Church of St Mary, the village church dedicated to Saint Mary, is 12th/13th-century in date with 17th-century alterations. It was restored in 1876 and 1880. Littleton Powys was patron of the church, where in 1707 he set up a gallery at the west end, and in which he was buried after his death in 1732.

The 14th-century cross in the churchyard is a Grade I listed structure and considered the best surviving cross in Shropshire.

The church is located east of the present-day village in the area around Bitterley Court, where evidence of the medieval village can be seen in the parkland south of Bitterley Court.

==Bitterley Court==
Bitterley Court was the longtime seat of the Walcot family, who had previously sold their Walcot Hall to Robert Clive, known as Lord Clive of India.

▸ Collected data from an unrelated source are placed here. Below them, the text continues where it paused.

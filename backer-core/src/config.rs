//! JSON configuration: load, validate, normalize.
//!
//! # File shape
//!
//! ```text
//! {
//!   "project_name": "Site",
//!   "project_version": "1.0.0.0",
//!   "source_dirs":   { "0": "~/site" },
//!   "backup_dirs":   { "0": "/mnt/backup/site" },
//!   "excluded_dirs": { "0": ["node_modules", "build/cache"] },   // or a single string
//!   "backup_times":  { "0": 5 },                                // seconds, number or string
//!   "thresholds":    { "alpha": 250, "beta": 4, "major": 3 },
//!   "max_workers": 4,
//!   "initial_backup": false,
//!   "state_dir": ".backer"
//! }
//! ```
//!
//! Relative paths are anchored at the directory holding the config file.
//! Everything returned from [`load`] is validated; the engine never
//! re-checks configuration.

use std::collections::BTreeMap;
use std::path::{Path, PathBuf};
use std::time::Duration;

use serde::Deserialize;

use crate::error::{io_err, ConfigError};
use crate::exclusion::ExclusionSet;
use crate::paths;
use crate::types::{DirectoryPair, PairId, ProjectName};
use crate::version::{Thresholds, Version};

pub const CONFIG_FILE: &str = "config.json";
pub const DEFAULT_PROJECT_NAME: &str = "Unknown Project";
pub const DEFAULT_PROJECT_VERSION: &str = "1.0.0.0";
pub const DEFAULT_SCAN_DELAY_SECS: u64 = 5;
pub const DEFAULT_MAX_WORKERS: usize = 4;
pub const DEFAULT_STATE_DIR: &str = ".backer";

// ---------------------------------------------------------------------------
// On-disk representation
// ---------------------------------------------------------------------------

#[derive(Debug, Deserialize)]
struct RawConfig {
    #[serde(default = "default_project_name")]
    project_name: String,
    #[serde(default = "default_project_version")]
    project_version: String,
    #[serde(default)]
    source_dirs: BTreeMap<String, String>,
    #[serde(default)]
    backup_dirs: BTreeMap<String, String>,
    #[serde(default)]
    excluded_dirs: BTreeMap<String, ExclusionEntry>,
    #[serde(default)]
    backup_times: BTreeMap<String, DelaySpec>,
    #[serde(default)]
    thresholds: Thresholds,
    max_workers: Option<usize>,
    #[serde(default)]
    initial_backup: bool,
    state_dir: Option<String>,
}

fn default_project_name() -> String {
    DEFAULT_PROJECT_NAME.to_string()
}

fn default_project_version() -> String {
    DEFAULT_PROJECT_VERSION.to_string()
}

#[derive(Debug, Deserialize)]
#[serde(untagged)]
enum ExclusionEntry {
    One(String),
    Many(Vec<String>),
}

impl ExclusionEntry {
    fn into_entries(self) -> Vec<String> {
        match self {
            ExclusionEntry::One(entry) => vec![entry],
            ExclusionEntry::Many(entries) => entries,
        }
    }
}

#[derive(Debug, Deserialize)]
#[serde(untagged)]
enum DelaySpec {
    Seconds(u64),
    Text(String),
}

// ---------------------------------------------------------------------------
// Validated configuration
// ---------------------------------------------------------------------------

/// Fully validated configuration handed to the engine.
#[derive(Debug, Clone)]
pub struct BackerConfig {
    /// Absolute path of the config file this was loaded from.
    pub path: PathBuf,
    pub project_name: ProjectName,
    /// Version to start from when no state has been persisted yet.
    pub initial_version: Version,
    pub thresholds: Thresholds,
    /// Ordered by pair index.
    pub pairs: Vec<DirectoryPair>,
    pub max_workers: usize,
    /// Back up every pair on its first scan instead of only baselining.
    pub initial_backup: bool,
    pub state_dir: PathBuf,
}

impl BackerConfig {
    pub fn pair(&self, id: PairId) -> Option<&DirectoryPair> {
        self.pairs.iter().find(|p| p.id == id)
    }
}

/// Load and validate the configuration at `path`.
///
/// Destination roots are created as a side effect.
pub fn load(path: &Path) -> Result<BackerConfig, ConfigError> {
    if !path.exists() {
        return Err(ConfigError::NotFound {
            path: path.to_path_buf(),
        });
    }
    let path = std::fs::canonicalize(path).map_err(|e| io_err(path, e))?;
    let contents = std::fs::read_to_string(&path).map_err(|e| io_err(&path, e))?;
    let raw: RawConfig = serde_json::from_str(&contents).map_err(|e| ConfigError::Parse {
        path: path.clone(),
        source: e,
    })?;
    let base = path
        .parent()
        .map(Path::to_path_buf)
        .unwrap_or_else(|| PathBuf::from("."));
    build(path, &base, raw)
}

fn build(path: PathBuf, base: &Path, raw: RawConfig) -> Result<BackerConfig, ConfigError> {
    raw.thresholds.validate()?;
    let initial_version = parse_version(&raw.project_version)?;
    raw.thresholds.check(&initial_version)?;

    let sources = index_map("source_dirs", raw.source_dirs)?;
    let backups = index_map("backup_dirs", raw.backup_dirs)?;
    for index in sources.keys() {
        if !backups.contains_key(index) {
            return Err(ConfigError::PairMismatch {
                index: *index,
                missing: "backup_dirs",
            });
        }
    }
    for index in backups.keys() {
        if !sources.contains_key(index) {
            return Err(ConfigError::PairMismatch {
                index: *index,
                missing: "source_dirs",
            });
        }
    }
    if sources.is_empty() {
        return Err(ConfigError::NoPairs);
    }

    let mut exclusions = index_map("excluded_dirs", raw.excluded_dirs)?;
    let mut delays = index_map("backup_times", raw.backup_times)?;
    for (field, index) in exclusions
        .keys()
        .map(|i| ("excluded_dirs", *i))
        .chain(delays.keys().map(|i| ("backup_times", *i)))
    {
        if !sources.contains_key(&index) {
            return Err(ConfigError::UnknownPair { field, index });
        }
    }

    // Resolve every path first: source existence depends on all destinations.
    let mut resolved = Vec::with_capacity(sources.len());
    for (index, raw_source) in &sources {
        let raw_backup = &backups[index];
        if raw_source.trim().is_empty() {
            return Err(ConfigError::EmptyPath {
                field: "source_dirs",
                index: *index,
            });
        }
        if raw_backup.trim().is_empty() {
            return Err(ConfigError::EmptyPath {
                field: "backup_dirs",
                index: *index,
            });
        }
        let source = paths::resolve(base, raw_source)?;
        let destination = paths::resolve(base, raw_backup)?;
        std::fs::create_dir_all(&destination).map_err(|e| io_err(&destination, e))?;
        let destination =
            std::fs::canonicalize(&destination).map_err(|e| io_err(&destination, e))?;
        resolved.push((*index, source, destination));
    }

    let mut pairs = Vec::with_capacity(resolved.len());
    for (index, source, destination) in &resolved {
        let fed_by_cascade = resolved.iter().any(|(_, _, d)| d.starts_with(source));
        if !source.is_dir() {
            if fed_by_cascade && !source.exists() {
                std::fs::create_dir_all(source).map_err(|e| io_err(source, e))?;
            } else {
                return Err(ConfigError::SourceMissing {
                    index: *index,
                    path: source.clone(),
                });
            }
        }
        let source = std::fs::canonicalize(source).map_err(|e| io_err(source, e))?;

        let entries = exclusions
            .remove(index)
            .map(ExclusionEntry::into_entries)
            .unwrap_or_default();
        let exclusion_set = ExclusionSet::from_entries(&source, entries)?;

        let scan_delay = match delays.remove(index) {
            None => Duration::from_secs(DEFAULT_SCAN_DELAY_SECS),
            Some(DelaySpec::Seconds(secs)) => Duration::from_secs(secs),
            Some(DelaySpec::Text(text)) => {
                let secs = text.trim().parse::<u64>().map_err(|_| ConfigError::InvalidDelay {
                    index: *index,
                    value: text.clone(),
                })?;
                Duration::from_secs(secs)
            }
        };

        pairs.push(DirectoryPair {
            id: PairId(*index),
            source,
            destination: destination.clone(),
            exclusions: exclusion_set,
            scan_delay,
        });
    }

    let max_workers = match raw.max_workers {
        Some(0) => return Err(ConfigError::InvalidWorkers),
        Some(n) => n,
        None => DEFAULT_MAX_WORKERS,
    };

    let state_dir = match raw.state_dir.as_deref() {
        Some(dir) if !dir.trim().is_empty() => paths::resolve(base, dir)?,
        _ => base.join(DEFAULT_STATE_DIR),
    };

    Ok(BackerConfig {
        path,
        project_name: ProjectName::from(raw.project_name),
        initial_version,
        thresholds: raw.thresholds,
        pairs,
        max_workers,
        initial_backup: raw.initial_backup,
        state_dir,
    })
}

fn index_map<T>(
    field: &'static str,
    raw: BTreeMap<String, T>,
) -> Result<BTreeMap<usize, T>, ConfigError> {
    raw.into_iter()
        .map(|(key, value)| {
            key.trim()
                .parse::<usize>()
                .map(|index| (index, value))
                .map_err(|_| ConfigError::InvalidIndex { field, key })
        })
        .collect()
}

/// Parse a configured version, zero-padding missing trailing components
/// (`"2.1"` → `2.1.0.0`).
pub fn parse_version(text: &str) -> Result<Version, ConfigError> {
    let invalid = || ConfigError::InvalidVersion {
        value: text.to_string(),
    };
    let parts: Vec<&str> = text.trim().split('.').collect();
    if parts.len() > 4 {
        return Err(invalid());
    }
    let mut nums = [0u64; 4];
    for (slot, part) in nums.iter_mut().zip(&parts) {
        *slot = part.trim().parse().map_err(|_| invalid())?;
    }
    Ok(Version::new(nums[0], nums[1], nums[2], nums[3]))
}

// ---------------------------------------------------------------------------
// Version mirroring
// ---------------------------------------------------------------------------

/// Rewrite `project_version` in the config file, keeping every other key.
///
/// Write flow: read → patch JSON value → `.json.tmp` sibling → `rename`.
pub fn record_version(path: &Path, version: &Version) -> Result<(), ConfigError> {
    let contents = std::fs::read_to_string(path).map_err(|e| io_err(path, e))?;
    let mut doc: serde_json::Value =
        serde_json::from_str(&contents).map_err(|e| ConfigError::Parse {
            path: path.to_path_buf(),
            source: e,
        })?;
    let Some(object) = doc.as_object_mut() else {
        return Err(io_err(
            path,
            std::io::Error::other("configuration root is not a JSON object"),
        ));
    };
    object.insert(
        "project_version".to_string(),
        serde_json::Value::String(version.to_string()),
    );

    let json = serde_json::to_string_pretty(&doc)?;
    let tmp = path.with_extension("json.tmp");
    std::fs::write(&tmp, json).map_err(|e| io_err(&tmp, e))?;
    std::fs::rename(&tmp, path).map_err(|e| io_err(path, e))?;
    Ok(())
}
//! Backer core library: domain types, version arithmetic, configuration.
//!
//! - [`types`]: newtypes and [`DirectoryPair`]
//! - [`version`]: [`Version`], [`Thresholds`] and the rollover [`VersionCounter`]
//! - [`exclusion`]: [`ExclusionSet`] normalized at the config boundary
//! - [`paths`]: cross-platform path normalization
//! - [`config`]: JSON configuration load / validate / version mirroring
//! - [`error`]: [`ConfigError`]

pub mod config;
pub mod error;
pub mod exclusion;
pub mod paths;
pub mod types;
pub mod version;

pub use config::BackerConfig;
pub use error::ConfigError;
pub use exclusion::{ExclusionRule, ExclusionSet};
pub use types::{DirectoryPair, PairId, ProjectName};
pub use version::{Bump, Thresholds, Version, VersionCounter};
fn single_group(pairs: &[DirectoryPair]) -> CascadeGroup {
    let mut groups = CascadeGraph::build(pairs).into_groups();
    assert_eq!(groups.len(), 1, "expected one cascade group");
    groups.remove(0)
}

fn touch_future(path: &Path) {
    let when = SystemTime::now() + Duration::from_secs(300);
    set_file_mtime(path, FileTime::from_system_time(when)).expect("set mtime");
}

fn current(ledger: &VersionLedger) -> Version {
    ledger.current()
}

fn no_cancel() -> AtomicBool {
    AtomicBool::new(false)
}

// ---------------------------------------------------------------------------
// Idempotence
// ---------------------------------------------------------------------------

#[test]
fn unchanged_tree_never_increments_twice() {
    let tmp = TempDir::new().expect("tmp");
    let p = pair(0, &tmp.path().join("src"), &tmp.path().join("out"));
    fs::write(p.source.join("a.txt"), "a").unwrap();
    let group = single_group(&[p]);
    let ledger = ledger_at(&tmp.path().join(".backer"), Version::new(1, 0, 0, 5));
    let mut coord = coordinator(true);

    let first = coord.run_cycle(&group, &[PairId(0)], &ledger, &no_cancel()).unwrap();
    assert_eq!(first.committed_version(), Some(Version::new(1, 0, 0, 6)));

    let second = coord.run_cycle(&group, &[PairId(0)], &ledger, &no_cancel()).unwrap();
    assert_eq!(second.outcome, CycleOutcome::Idle);
    assert_eq!(current(&ledger), Version::new(1, 0, 0, 6));
}

// ---------------------------------------------------------------------------
// Cascade
// ---------------------------------------------------------------------------

#[test]
fn cascade_chain_commits_one_version_into_both_destinations() {
    let tmp = TempDir::new().expect("tmp");
    let s = tmp.path().join("s");
    let d = tmp.path().join("d");
    let e = tmp.path().join("e");
    // Index order deliberately downstream-first.
    let b = pair(0, &d, &e);
    let a = pair(1, &s, &d);
    fs::write(s.join("seed.txt"), "seed").unwrap();
    let group = single_group(&[b, a]);
    let ledger = ledger_at(&tmp.path().join(".backer"), Version::new(1, 0, 0, 5));
    let mut coord = coordinator(false);

    let baseline = coord
        .run_cycle(&group, &[PairId(0), PairId(1)], &ledger, &no_cancel())
        .unwrap();
    assert_eq!(baseline.outcome, CycleOutcome::Idle);

    fs::write(s.join("new.txt"), "new").unwrap();
    let report = coord.run_cycle(&group, &[PairId(1)], &ledger, &no_cancel()).unwrap();

    assert_eq!(report.committed_version(), Some(Version::new(1, 0, 0, 6)));
    assert_eq!(current(&ledger), Version::new(1, 0, 0, 6));

    let upstream = report.pair(PairId(1)).expect("upstream report");
    assert!(upstream.changed && !upstream.cascaded);
    let downstream = report.pair(PairId(0)).expect("downstream report");
    assert!(!downstream.changed, "cascade writes are not a genuine change");
    assert!(downstream.cascaded);
    assert!(downstream.copied());

    assert!(d.join("Site_v1.0.0.6/new.txt").exists());
    assert!(e.join("Site_v1.0.0.6/Site_v1.0.0.6/new.txt").exists());

    let quiet = coord
        .run_cycle(&group, &[PairId(0), PairId(1)], &ledger, &no_cancel())
        .unwrap();
    assert_eq!(quiet.outcome, CycleOutcome::Idle, "cascade write must not echo");
}

#[test]
fn cyclic_group_is_reported_on_every_trigger() {
    let tmp = TempDir::new().expect("tmp");
    let root = tmp.path().join("w");
    let p = pair(0, &root, &root.join("backups"));
    fs::write(root.join("a.txt"), "a").unwrap();
    let group = single_group(&[p]);
    let ledger = ledger_at(&tmp.path().join(".backer"), Version::new(1, 0, 0, 0));
    let mut coord = coordinator(true);

    for _ in 0..2 {
        let report = coord.run_cycle(&group, &[PairId(0)], &ledger, &no_cancel()).unwrap();
        assert_eq!(report.outcome, CycleOutcome::Idle);
        assert_eq!(report.skipped, vec![PairId(0)]);
        assert!(report.pairs.is_empty());
    }
    assert_eq!(current(&ledger), Version::new(1, 0, 0, 0));
    assert_eq!(fs::read_dir(root.join("backups")).unwrap().count(), 0);
}

#[test]
fn pair_feeding_a_cycle_is_still_backed_up() {
    let tmp = TempDir::new().expect("tmp");
    let x = tmp.path().join("x");
    let a_src = tmp.path().join("a_src");
    let b_src = tmp.path().join("b_src");
    let feeder = pair(0, &x, &a_src.join("in"));
    let a = pair(1, &a_src, &b_src);
    let b = pair(2, &b_src, &a_src);
    fs::write(x.join("doc.txt"), "doc").unwrap();
    let group = single_group(&[feeder, a, b]);
    let ledger = ledger_at(&tmp.path().join(".backer"), Version::new(1, 0, 0, 0));
    let mut coord = coordinator(true);

    let report = coord
        .run_cycle(&group, &group.ids(), &ledger, &no_cancel())
        .unwrap();

    assert_eq!(report.committed_version(), Some(Version::new(1, 0, 0, 1)));
    assert!(report.pair(PairId(0)).expect("feeder report").copied());
    assert_eq!(report.skipped, vec![PairId(1), PairId(2)]);
    assert!(a_src.join("in/Site_v1.0.0.1/doc.txt").exists());
    assert!(!b_src.join("Site_v1.0.0.1").exists(), "stuck pairs never copy");
}

// ---------------------------------------------------------------------------
// Detection
// ---------------------------------------------------------------------------

#[test]
fn deletion_triggers_backup_without_the_deleted_file() {
    let tmp = TempDir::new().expect("tmp");
    let p = pair(0, &tmp.path().join("src"), &tmp.path().join("out"));
    fs::write(p.source.join("keep.txt"), "k").unwrap();
    fs::write(p.source.join("drop.txt"), "d").unwrap();
    let out = p.destination.clone();
    let group = single_group(&[p.clone()]);
    let ledger = ledger_at(&tmp.path().join(".backer"), Version::new(1, 0, 0, 0));
    let mut coord = coordinator(false);

    coord.run_cycle(&group, &[PairId(0)], &ledger, &no_cancel()).unwrap();
    fs::remove_file(p.source.join("drop.txt")).unwrap();
    let report = coord.run_cycle(&group, &[PairId(0)], &ledger, &no_cancel()).unwrap();

    assert_eq!(report.committed_version(), Some(Version::new(1, 0, 0, 1)));
    assert!(out.join("Site_v1.0.0.1/keep.txt").exists());
    assert!(!out.join("Site_v1.0.0.1/drop.txt").exists());
}

#[test]
fn excluded_directories_never_trigger_or_copy() {
    let tmp = TempDir::new().expect("tmp");
    let mut p = pair(0, &tmp.path().join("src"), &tmp.path().join("out"));
    p.exclusions = ExclusionSet::new(vec![ExclusionRule::Segment("node_modules".into())]);
    fs::create_dir_all(p.source.join("node_modules/pkg")).unwrap();
    fs::write(p.source.join("node_modules/pkg/index.js"), "x").unwrap();
    fs::write(p.source.join("app.js"), "app").unwrap();
    let src = p.source.clone();
    let out = p.destination.clone();
    let group = single_group(&[p]);
    let ledger = ledger_at(&tmp.path().join(".backer"), Version::new(1, 0, 0, 0));
    let mut coord = coordinator(false);

    coord.run_cycle(&group, &[PairId(0)], &ledger, &no_cancel()).unwrap();

    touch_future(&src.join("node_modules/pkg/index.js"));
    fs::write(src.join("node_modules/extra.js"), "y").unwrap();
    let report = coord.run_cycle(&group, &[PairId(0)], &ledger, &no_cancel()).unwrap();
    assert_eq!(report.outcome, CycleOutcome::Idle);

    touch_future(&src.join("app.js"));
    let report = coord.run_cycle(&group, &[PairId(0)], &ledger, &no_cancel()).unwrap();
    assert_eq!(report.committed_version(), Some(Version::new(1, 0, 0, 1)));
    assert_eq!(report.files_copied(), 1);
    assert!(out.join("Site_v1.0.0.1/app.js").exists());
    assert!(!out.join("Site_v1.0.0.1/node_modules").exists());
}

// ---------------------------------------------------------------------------
// Failures
// ---------------------------------------------------------------------------

/// Copies normally, then reports one named file as failed.
struct FlakyCopier {
    fail: PathBuf,
}

impl TreeCopier for FlakyCopier {
    fn copy_tree(
        &self,
        source: &Path,
        destination: &Path,
        exclusions: &ExclusionSet,
    ) -> Result<Vec<CopyOutcome>, SyncError> {
        let outcomes = FsCopier.copy_tree(source, destination, exclusions)?;
        Ok(outcomes
            .into_iter()
            .map(|outcome| {
                if outcome.path() == self.fail {
                    let _ = fs::remove_file(destination.join(&self.fail));
                    CopyOutcome::Failed {
                        path: self.fail.clone(),
                        reason: "simulated I/O error".into(),
                    }
                } else {
                    outcome
                }
            })
            .collect())
    }
}

#[test]
fn partial_copy_failure_still_commits_once() {
    let tmp = TempDir::new().expect("tmp");
    let p = pair(0, &tmp.path().join("src"), &tmp.path().join("out"));
    for i in 0..10 {
        fs::write(p.source.join(format!("f{i}.txt")), format!("file {i}")).unwrap();
    }
    let group = single_group(&[p]);
    let ledger = ledger_at(&tmp.path().join(".backer"), Version::new(1, 0, 0, 0));
    let mut coord = BackupCoordinator::new(
        ProjectName::from(PROJECT),
        ChangeDetector::new(true),
        Arc::new(FlakyCopier {
            fail: PathBuf::from("f7.txt"),
        }),
    );

    let report = coord.run_cycle(&group, &[PairId(0)], &ledger, &no_cancel()).unwrap();

    assert_eq!(report.files_copied(), 9);
    assert_eq!(report.failure_count(), 1);
    let failure = &report.pair(PairId(0)).unwrap().failures[0];
    assert_eq!(failure.path, PathBuf::from("f7.txt"));
    assert_eq!(report.committed_version(), Some(Version::new(1, 0, 0, 1)));
    assert_eq!(current(&ledger), Version::new(1, 0, 0, 1));
}

/// Json store whose saves fail while `failing` is set.
struct SwitchableStore {
    inner: JsonStateStore,
    failing: Arc<AtomicBool>,
}

impl VersionStateStore for SwitchableStore {
    fn load(&self) -> Result<Version, SyncError> {
        self.inner.load()
    }

    fn save(&self, version: &Version) -> Result<(), SyncError> {
        if self.failing.load(Ordering::SeqCst) {
            return Err(SyncError::Io {
                path: self.inner.path().to_path_buf(),
                source: std::io::Error::other("read-only filesystem"),
            });
        }
        self.inner.save(version)
    }
}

In 1899, Bitterley Court was purchased by James Volant Wheeler, younger son of Edward Vincent Wheeler of Newnham Court, Tenbury Wells, and remains in the ownership of the Wheelers. Bitterley Court is a Grade II* listed building which was extensively modernized by Thomas Prichard in the late 18th century and restored by the grandson of James Volant Wheeler in the 1960s, saving it from demolition at a time when English country houses were at risk.

==Henley Hall==

On the western outskirts of the village lies Henley Hall, a Grade II* listed 18th-century country house in 80 hectares of parkland. Originally built by the Powys family it was essentially rebuilt by Thomas Knight in 1772 and extended several times since then, especially by the Wood family. Now managed by the Lumsden family, it is made available for wedding, shooting and team-building parties.

==Transport==
Bitterley was formerly served by a goods station on the branch line from Clee Hill Junction north of Ludlow to Clee Hill village. Two rope inclines, one narrow gauge and one standard gauge, carried stone from the quarries on Titterstone Clee Hill down to a marshalling yard at Bitterley.

==Parish==
The civil parish is extensive and is subdivided into two wards: Bitterley and Cleeton St Mary. The small village of Cleeton St Mary is effectively detached (by road) and lies on the other side of Titterstone Clee Hill. The small village of Middleton and the hillside settlement of Angelbank are part of the parish. Other communities mentioned by the parish council are Dhustone, Farden, Henley, Ledwyche and Snitton, as well as Bedlam (mentioned above).

In 1884 it expanded westwards, taking in land previously part of Ludford and Stanton Lacy parishes, with the new boundary being the Ledwyche Brook.